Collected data
======

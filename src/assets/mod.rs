//! Background photo decoding for the room gallery.
//!
//! Requests go to a single worker thread over a channel; decoded RGBA8 pixels
//! come back the same way. Every request carries a [`LoadToken`]. The worker
//! skips requests whose token died while queued, and [`PhotoLoader::poll`]
//! discards results whose token died while decoding, so a closed gallery or a
//! disposed viewer never receives stale pixels.
//!
//! Photos larger than the loader's side limit are downscaled before they leave
//! the worker, so the UI never uploads a texture the GPU cannot hold.

use crossbeam_channel::{Receiver, Sender};
use std::path::{Path, PathBuf};
use std::sync::atomic::{AtomicBool, Ordering};
use std::sync::Arc;
use std::thread::JoinHandle;

#[derive(Debug, thiserror::Error)]
pub enum AssetError {
    #[error("failed to read photo {path}: {source}")]
    Read {
        path: String,
        #[source]
        source: std::io::Error,
    },
    #[error("failed to decode photo {path}: {source}")]
    Decode {
        path: String,
        #[source]
        source: image::ImageError,
    },
    #[error("failed to start photo loader: {0}")]
    Spawn(#[source] std::io::Error),
    #[error("photo loader has shut down")]
    Disconnected,
}

/// Shared liveness flag captured when a load starts.
#[derive(Debug, Clone)]
pub struct LoadToken(Arc<AtomicBool>);

impl LoadToken {
    pub fn new() -> Self {
        Self(Arc::new(AtomicBool::new(true)))
    }

    pub fn cancel(&self) {
        self.0.store(false, Ordering::Release);
    }

    pub fn is_live(&self) -> bool {
        self.0.load(Ordering::Acquire)
    }
}

impl Default for LoadToken {
    fn default() -> Self {
        Self::new()
    }
}

struct PhotoRequest {
    photo: String,
    path: PathBuf,
    token: LoadToken,
}

#[derive(Debug, Clone)]
pub struct DecodedPhoto {
    pub size: [usize; 2],
    pub rgba: Vec<u8>,
}

#[derive(Debug)]
pub struct PhotoLoaded {
    /// The catalog photo path as requested.
    pub photo: String,
    pub result: Result<DecodedPhoto, AssetError>,
}

pub struct PhotoLoader {
    asset_root: PathBuf,
    requests: Option<Sender<PhotoRequest>>,
    results: Receiver<(LoadToken, PhotoLoaded)>,
    worker: Option<JoinHandle<()>>,
    tokens: Vec<LoadToken>,
}

impl PhotoLoader {
    pub fn spawn(asset_root: impl Into<PathBuf>, max_side: u32) -> Result<Self, AssetError> {
        let max_side = max_side.max(1);
        let (request_tx, request_rx) = crossbeam_channel::unbounded::<PhotoRequest>();
        let (result_tx, result_rx) = crossbeam_channel::unbounded();
        let worker = std::thread::Builder::new()
            .name("photo-loader".to_string())
            .spawn(move || {
                for request in request_rx {
                    if !request.token.is_live() {
                        log::trace!("Skipping cancelled photo {}", request.photo);
                        continue;
                    }
                    let result = decode_photo(&request.path, max_side);
                    let loaded = PhotoLoaded {
                        photo: request.photo,
                        result,
                    };
                    if result_tx.send((request.token, loaded)).is_err() {
                        break;
                    }
                }
            })
            .map_err(AssetError::Spawn)?;

        Ok(Self {
            asset_root: asset_root.into(),
            requests: Some(request_tx),
            results: result_rx,
            worker: Some(worker),
            tokens: Vec::new(),
        })
    }

    pub fn request(&mut self, photo: &str, token: &LoadToken) -> Result<(), AssetError> {
        let sender = self.requests.as_ref().ok_or(AssetError::Disconnected)?;
        self.tokens.retain(LoadToken::is_live);
        if !self.tokens.iter().any(|known| Arc::ptr_eq(&known.0, &token.0)) {
            self.tokens.push(token.clone());
        }
        sender
            .send(PhotoRequest {
                photo: photo.to_string(),
                path: self.asset_root.join(photo),
                token: token.clone(),
            })
            .map_err(|_| AssetError::Disconnected)
    }

    /// Finished loads whose token is still live.
    pub fn poll(&self) -> Vec<PhotoLoaded> {
        self.results
            .try_iter()
            .filter_map(|(token, loaded)| {
                if token.is_live() {
                    Some(loaded)
                } else {
                    log::debug!("Dropping stale photo {}", loaded.photo);
                    None
                }
            })
            .collect()
    }

    pub fn cancel_all(&mut self) {
        for token in self.tokens.drain(..) {
            token.cancel();
        }
    }

    /// Cancels outstanding loads and joins the worker.
    pub fn shutdown(&mut self) {
        self.cancel_all();
        self.requests = None;
        if let Some(worker) = self.worker.take() {
            if worker.join().is_err() {
                log::warn!("Photo loader thread panicked");
            }
        }
    }
}

impl Drop for PhotoLoader {
    fn drop(&mut self) {
        self.shutdown();
    }
}

fn decode_photo(path: &Path, max_side: u32) -> Result<DecodedPhoto, AssetError> {
    let display = path.display().to_string();
    let bytes = std::fs::read(path).map_err(|source| AssetError::Read {
        path: display.clone(),
        source,
    })?;
    let mut image = image::load_from_memory(&bytes).map_err(|source| AssetError::Decode {
        path: display.clone(),
        source,
    })?;
    if image.width() > max_side || image.height() > max_side {
        log::debug!(
            "Downscaling {display} from {}x{} to fit {max_side}",
            image.width(),
            image.height()
        );
        image = image.resize(max_side, max_side, image::imageops::FilterType::Triangle);
    }
    let image = image.to_rgba8();
    let size = [image.width() as usize, image.height() as usize];
    Ok(DecodedPhoto {
        size,
        rgba: image.into_raw(),
    })
}

#[cfg(test)]
mod tests {
    use super::*;
    use std::time::{Duration, Instant};

    fn temp_dir(tag: &str) -> PathBuf {
        let nonce = std::time::SystemTime::now()
            .duration_since(std::time::UNIX_EPOCH)
            .unwrap()
            .as_nanos();
        let dir = std::env::temp_dir().join(format!(
            "dollhouse_photos_{}_{}_{}",
            tag,
            std::process::id(),
            nonce
        ));
        std::fs::create_dir_all(&dir).unwrap();
        dir
    }

    fn write_png(dir: &Path, name: &str, width: u32, height: u32) {
        let image = image::RgbaImage::from_pixel(width, height, image::Rgba([200, 10, 10, 255]));
        image.save(dir.join(name)).unwrap();
    }

    fn wait_for(loader: &PhotoLoader, count: usize) -> Vec<PhotoLoaded> {
        let deadline = Instant::now() + Duration::from_secs(10);
        let mut done = Vec::new();
        while done.len() < count && Instant::now() < deadline {
            done.extend(loader.poll());
            std::thread::sleep(Duration::from_millis(5));
        }
        done
    }

    #[test]
    fn decodes_photos_on_worker() {
        let dir = temp_dir("decode");
        write_png(&dir, "room.png", 4, 3);
        let mut loader = PhotoLoader::spawn(&dir, 4096).unwrap();
        let token = LoadToken::new();
        loader.request("room.png", &token).unwrap();

        let done = wait_for(&loader, 1);
        assert_eq!(done.len(), 1);
        let photo = done[0].result.as_ref().unwrap();
        assert_eq!(photo.size, [4, 3]);
        assert_eq!(photo.rgba.len(), 4 * 3 * 4);
        assert_eq!(&photo.rgba[..4], &[200, 10, 10, 255]);

        loader.shutdown();
        let _ = std::fs::remove_dir_all(dir);
    }

    #[test]
    fn oversized_photos_are_downscaled_to_fit() {
        let dir = temp_dir("downscale");
        write_png(&dir, "aerial.png", 300, 100);
        write_png(&dir, "portrait.png", 40, 90);
        write_png(&dir, "small.png", 20, 10);

        let wide = decode_photo(&dir.join("aerial.png"), 64).unwrap();
        assert_eq!(wide.size[0], 64);
        assert!((21..=22).contains(&wide.size[1]), "{:?}", wide.size);
        assert_eq!(wide.rgba.len(), wide.size[0] * wide.size[1] * 4);

        let tall = decode_photo(&dir.join("portrait.png"), 64).unwrap();
        assert_eq!(tall.size[1], 64);
        assert!(tall.size[0] <= 64);

        let small = decode_photo(&dir.join("small.png"), 64).unwrap();
        assert_eq!(small.size, [20, 10]);
        let _ = std::fs::remove_dir_all(dir);
    }

    #[test]
    fn missing_and_corrupt_photos_report_errors() {
        let dir = temp_dir("errors");
        std::fs::write(dir.join("broken.jpg"), b"not a jpeg").unwrap();
        let mut loader = PhotoLoader::spawn(&dir, 4096).unwrap();
        let token = LoadToken::new();
        loader.request("absent.jpg", &token).unwrap();
        loader.request("broken.jpg", &token).unwrap();

        let done = wait_for(&loader, 2);
        assert_eq!(done.len(), 2);
        assert!(matches!(done[0].result, Err(AssetError::Read { .. })));
        assert!(matches!(done[1].result, Err(AssetError::Decode { .. })));
        let _ = std::fs::remove_dir_all(dir);
    }

    #[test]
    fn cancelled_tokens_never_deliver() {
        let dir = temp_dir("cancel");
        write_png(&dir, "a.png", 2, 2);
        write_png(&dir, "b.png", 2, 2);
        let mut loader = PhotoLoader::spawn(&dir, 4096).unwrap();

        let stale = LoadToken::new();
        stale.cancel();
        let live = LoadToken::new();
        loader.request("a.png", &stale).unwrap();
        loader.request("b.png", &live).unwrap();

        let done = wait_for(&loader, 1);
        assert_eq!(done.len(), 1);
        assert_eq!(done[0].photo, "b.png");
        let _ = std::fs::remove_dir_all(dir);
    }

    #[test]
    fn shutdown_cancels_outstanding_tokens() {
        let mut loader = PhotoLoader::spawn(std::env::temp_dir(), 4096).unwrap();
        let token = LoadToken::new();
        loader.request("whatever.png", &token).unwrap();
        loader.shutdown();
        assert!(!token.is_live());
        assert!(matches!(
            loader.request("later.png", &LoadToken::new()),
            Err(AssetError::Disconnected)
        ));
    }
}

======

> [Problem to solve]
Take the line above containing "self.0.store(false, Ordering::Release);", the line containing "for request in", and all lines in between, and copy them exactly without anything else.

> [Task response]
        self.0.store(false, Ordering::Release);
    }

    pub fn is_live(&self) -> bool {
        self.0.load(Ordering::Acquire)
    }
}

impl Default for LoadToken {
    fn default() -> Self {
        Self::new()
    }
}

struct PhotoRequest {
    photo: String,
    path: PathBuf,
    token: LoadToken,
}

#[derive(Debug, Clone)]
pub struct DecodedPhoto {
    pub size: [usize; 2],
    pub rgba: Vec<u8>,
}

#[derive(Debug)]
pub struct PhotoLoaded {
    /// The catalog photo path as requested.
    pub photo: String,
    pub result: Result<DecodedPhoto, AssetError>,
}

pub struct PhotoLoader {
    asset_root: PathBuf,
    requests: Option<Sender<PhotoRequest>>,
    results: Receiver<(LoadToken, PhotoLoaded)>,
    worker: Option<JoinHandle<()>>,
    tokens: Vec<LoadToken>,
}

impl PhotoLoader {
    pub fn spawn(asset_root: impl Into<PathBuf>, max_side: u32) -> Result<Self, AssetError> {
        let max_side = max_side.max(1);
        let (request_tx, request_rx) = crossbeam_channel::unbounded::<PhotoRequest>();
        let (result_tx, result_rx) = crossbeam_channel::unbounded();
        let worker = std::thread::Builder::new()
            .name("photo-loader".to_string())
            .spawn(move || {
                for request in request_rx {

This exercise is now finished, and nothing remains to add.